Now comes before us Michelle Rhee, former chancellor of Washington D.C. schools and current CEO of StudentsFirst, a rather Orwellian name for an organization designed to make Michelle Rhee rich by playing off the experience of Michelle Rhee.
Ms. Rhee is one of those rather rare educational reformers who actually have some experience as an educator. Even though her degrees are in government and public policy, she entered the classroom through the Teach for America program, eventually earning a teacher certification. After receiving her certification Rhee returned to teaching and oversaw a significant drop in her students’ test scores, but by the time she left the classroom she boasted of raising scores to the 90th percentile. Later analysis showed those numbers to be somewhat overblown, but by then Rhee had stopped being a teacher and had become an educational entrepreneur, starting The New Teacher Project which, picking up on the Teach for America vibe, recruited teachers for urban schools.
Because of The New Teacher Project’s involvement in Washington D.C. schools, then Mayor Adrian Fenty offered Rhee the Chancellorship of the whole system. This was a new position created when the elected school board was stripped of its power. Even though she had no experience in any educational administrative position, Rhee took the job and a mayoral carte blanche to do pretty much whatever she wanted.
And pretty much whatever she wanted was what she did, firing the principal of a high performing school and replacing her with a friend who was later the target of a federal investigation regarding discrimination against minority children, closing schools without community input and failing to completely report budget figures.

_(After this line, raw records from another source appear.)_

//! Cacher metrics
//!
//! The cacher reports downloads, uploads and saved assets to an injected
//! [`MetricsSink`]. [`CacherMetrics`] is the built-in sink: atomic counters
//! and latency histograms, exportable as a snapshot or in Prometheus
//! exposition format (written to a textfile by `assetcache run`).

use std::fmt::Write as FmtWrite;
use std::sync::atomic::{AtomicU64, Ordering};
use std::time::Duration;

/// Observability sink injected into the cacher
pub trait MetricsSink: Send + Sync {
    /// A response was received after `elapsed`
    fn record_download(&self, elapsed: Duration, status: u16);
    /// An upload finished after `elapsed`
    fn record_upload(&self, elapsed: Duration, failed: bool);
    /// An asset was stored
    fn increment_saved(&self);
}

/// Atomic counter for thread-safe incrementing
#[derive(Debug, Default)]
pub struct Counter {
    value: AtomicU64,
}

impl Counter {
    /// Create a new counter
    pub fn new() -> Self {
        Self {
            value: AtomicU64::new(0),
        }
    }

    /// Increment the counter by 1
    pub fn inc(&self) {
        self.value.fetch_add(1, Ordering::Relaxed);
    }

    /// Get the current value
    pub fn get(&self) -> u64 {
        self.value.load(Ordering::Relaxed)
    }
}

/// Simple histogram for latency tracking
#[derive(Debug)]
pub struct Histogram {
    /// Bucket boundaries in microseconds
    buckets: Vec<u64>,
    /// Count per bucket
    counts: Vec<AtomicU64>,
    /// Values exceeding all bucket boundaries
    overflow: AtomicU64,
    /// Sum of all values in microseconds
    sum: AtomicU64,
    count: AtomicU64,
}

impl Histogram {
    /// Histogram with buckets suited to remote fetches and uploads
    pub fn new_latency() -> Self {
        // 10ms, 50ms, 100ms, 250ms, 500ms, 1s, 2.5s, 5s, 10s
        let buckets = vec![
            10_000, 50_000, 100_000, 250_000, 500_000, 1_000_000, 2_500_000, 5_000_000, 10_000_000,
        ];
        let counts = buckets.iter().map(|_| AtomicU64::new(0)).collect();

        Self {
            buckets,
            counts,
            overflow: AtomicU64::new(0),
            sum: AtomicU64::new(0),
            count: AtomicU64::new(0),
        }
    }

    /// Record a duration
    pub fn observe(&self, duration: Duration) {
        let micros = u64::try_from(duration.as_micros()).unwrap_or(u64::MAX);
        self.sum.fetch_add(micros, Ordering::Relaxed);
        self.count.fetch_add(1, Ordering::Relaxed);

        match self.buckets.iter().position(|&boundary| micros <= boundary) {
            Some(i) => self.counts[i].fetch_add(1, Ordering::Relaxed),
            None => self.overflow.fetch_add(1, Ordering::Relaxed),
        };
    }

    /// Get the count of observations
    pub fn count(&self) -> u64 {
        self.count.load(Ordering::Relaxed)
    }

    /// Get the mean value in milliseconds
    pub fn mean_ms(&self) -> f64 {
        let count = self.count();
        if count == 0 {
            return 0.0;
        }
        self.sum.load(Ordering::Relaxed) as f64 / count as f64 / 1000.0
    }

    /// Get bucket boundaries in microseconds
    pub fn bucket_boundaries(&self) -> &[u64] {
        &self.buckets
    }

    /// Get bucket counts (non-cumulative)
    pub fn bucket_counts(&self) -> Vec<u64> {
        self.counts.iter().map(|c| c.load(Ordering::Relaxed)).collect()
    }

    /// Get the overflow count
    pub fn overflow_count(&self) -> u64 {
        self.overflow.load(Ordering::Relaxed)
    }

    /// Get the sum of all observed values in microseconds
    pub fn sum_micros(&self) -> u64 {
        self.sum.load(Ordering::Relaxed)
    }
}

impl Default for Histogram {
    fn default() -> Self {
        Self::new_latency()
    }
}

/// Default [`MetricsSink`]
#[derive(Debug, Default)]
pub struct CacherMetrics {
    pub downloads_total: Counter,
    pub download_latency: Histogram,
    pub downloads_2xx: Counter,
    pub downloads_3xx: Counter,
    pub downloads_4xx: Counter,
    pub downloads_5xx: Counter,

    pub uploads_total: Counter,
    pub uploads_failed: Counter,
    pub upload_latency: Histogram,

    pub assets_saved: Counter,
}

impl CacherMetrics {
    /// Create new metrics
    pub fn new() -> Self {
        Self::default()
    }

    /// Take a snapshot of all metrics
    pub fn snapshot(&self) -> MetricsSnapshot {
        MetricsSnapshot {
            downloads_total: self.downloads_total.get(),
            download_latency_ms: self.download_latency.mean_ms(),
            downloads_2xx: self.downloads_2xx.get(),
            downloads_3xx: self.downloads_3xx.get(),
            downloads_4xx: self.downloads_4xx.get(),
            downloads_5xx: self.downloads_5xx.get(),
            uploads_total: self.uploads_total.get(),
            uploads_failed: self.uploads_failed.get(),
            upload_latency_ms: self.upload_latency.mean_ms(),
            assets_saved: self.assets_saved.get(),
        }
    }

    /// Export all metrics in Prometheus exposition format
    pub fn to_prometheus(&self) -> String {
        let mut out = String::with_capacity(2048);

        write_counter(&mut out, "assetcache_downloads_total", "Total asset responses received", self.downloads_total.get());
        write_histogram(&mut out, "assetcache_download_latency_seconds", "Asset fetch latency in seconds", &self.download_latency);
        let _ = writeln!(out, "# HELP assetcache_downloads_by_class_total Asset responses by status class");
        let _ = writeln!(out, "# TYPE assetcache_downloads_by_class_total counter");
        for (class, counter) in [
            ("2xx", &self.downloads_2xx),
            ("3xx", &self.downloads_3xx),
            ("4xx", &self.downloads_4xx),
            ("5xx", &self.downloads_5xx),
        ] {
            let _ = writeln!(out, "assetcache_downloads_by_class_total{{class=\"{}\"}} {}", class, counter.get());
        }
        let _ = writeln!(out);

        write_counter(&mut out, "assetcache_uploads_total", "Total uploads to object storage", self.uploads_total.get());
        write_counter(&mut out, "assetcache_uploads_failed_total", "Total failed uploads", self.uploads_failed.get());
        write_histogram(&mut out, "assetcache_upload_latency_seconds", "Upload latency in seconds", &self.upload_latency);

        write_counter(&mut out, "assetcache_assets_saved_total", "Total assets stored", self.assets_saved.get());

        out
    }
}

impl MetricsSink for CacherMetrics {
    fn record_download(&self, elapsed: Duration, status: u16) {
        self.downloads_total.inc();
        self.download_latency.observe(elapsed);
        match status {
            200..=299 => self.downloads_2xx.inc(),
            300..=399 => self.downloads_3xx.inc(),
            400..=499 => self.downloads_4xx.inc(),
            500..=599 => self.downloads_5xx.inc(),
            _ => {}
        }
    }

    fn record_upload(&self, elapsed: Duration, failed: bool) {
        self.uploads_total.inc();
        self.upload_latency.observe(elapsed);
        if failed {
            self.uploads_failed.inc();
        }
    }

    fn increment_saved(&self) {
        self.assets_saved.inc();
    }
}

/// Write a counter metric in Prometheus exposition format
fn write_counter(out: &mut String, name: &str, help: &str, value: u64) {
    let _ = writeln!(out, "# HELP {} {}", name, help);
    let _ = writeln!(out, "# TYPE {} counter", name);
    let _ = writeln!(out, "{} {}", name, value);
    let _ = writeln!(out);
}

/// Write a histogram metric in Prometheus exposition format
fn write_histogram(out: &mut String, name: &str, help: &str, hist: &Histogram) {
    let _ = writeln!(out, "# HELP {} {}", name, help);
    let _ = writeln!(out, "# TYPE {} histogram", name);

    let counts = hist.bucket_counts();
    let mut cumulative: u64 = 0;
    for (&boundary, count) in hist.bucket_boundaries().iter().zip(counts) {
        cumulative += count;
        let le_seconds = boundary as f64 / 1_000_000.0;
        let _ = writeln!(out, "{}_bucket{{le=\"{:.3}\"}} {}", name, le_seconds, cumulative);
    }
    let total_count = hist.count();
    let _ = writeln!(out, "{}_bucket{{le=\"+Inf\"}} {}", name, total_count);

    let sum_seconds = hist.sum_micros() as f64 / 1_000_000.0;
    let _ = writeln!(out, "{}_sum {:.6}", name, sum_seconds);
    let _ = writeln!(out, "{}_count {}", name, total_count);
    let _ = writeln!(out);
}

/// Point-in-time snapshot of all metrics
#[derive(Debug, Clone)]
pub struct MetricsSnapshot {
    pub downloads_total: u64,
    pub download_latency_ms: f64,
    pub downloads_2xx: u64,
    pub downloads_3xx: u64,
    pub downloads_4xx: u64,
    pub downloads_5xx: u64,
    pub uploads_total: u64,
    pub uploads_failed: u64,
    pub upload_latency_ms: f64,
    pub assets_saved: u64,
}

In spite of her stormy tenure though, test scores in the district rose, sometimes dramatically and even though there were rumblings that all wasn’t right, no real investigation was done until recently . Now it seems that the improvement of scores in the DC schools may be more the result of test tampering than improved curriculum. As Professor Emeritus Thomas Haladyna, a Statistician familiar with the investigation said, "the odds are better for winning the Powerball grand prize than having that many erasures by chance."
As for Rhee, repeating her earlier experience when she was a teacher, she left DC schools in 2010 to start StudentsFirst, blaming the reports of cheating and score manipulation on “enemies.” Now, before you get the idea that we’re just out to bash Michelle Rhee, let us set the record straight, we are not (well, maybe just a little). What we’d like to suggest is that Rhee represents the new face of school reform.
When education became a commodity it changed the whole dynamic between teachers and students, schools and their communities. Education was no longer about relationships, nurturing growth, or dealing with human complexities, it was about inputs, end results, the products that get us there and the way they are marketed.
When you buy a toaster, you don’t take it apart first, examine how the connections are soldered, how strong the filaments are. You don’t talk to the people who built it. You take it home and try it out. If it works to your satisfaction you keep it, if not you take it back and get another.
It’s the same with education. We assume the process works if the results are satisfactory, so we create a class of reformers who attempt to sell us on the idea that their particular product will produce the results we are looking for. We try one out, if it doesn’t work we move on to the next one. A market is created.
It should be no surprise that the Michelle Rhees, the Jeb Bushes, the people who brought us DIBELS, the whole new class of educational entrepreneurs created when schools became profit centers and children became input units play fast and loose with the facts in an attempt to create buzz around their products because the relationship between educational reformers and education has become a commercial one, a relationship about things rather than people, about profit and loss. So the Michelle Rhees of the world profit, but the loss belongs to the children.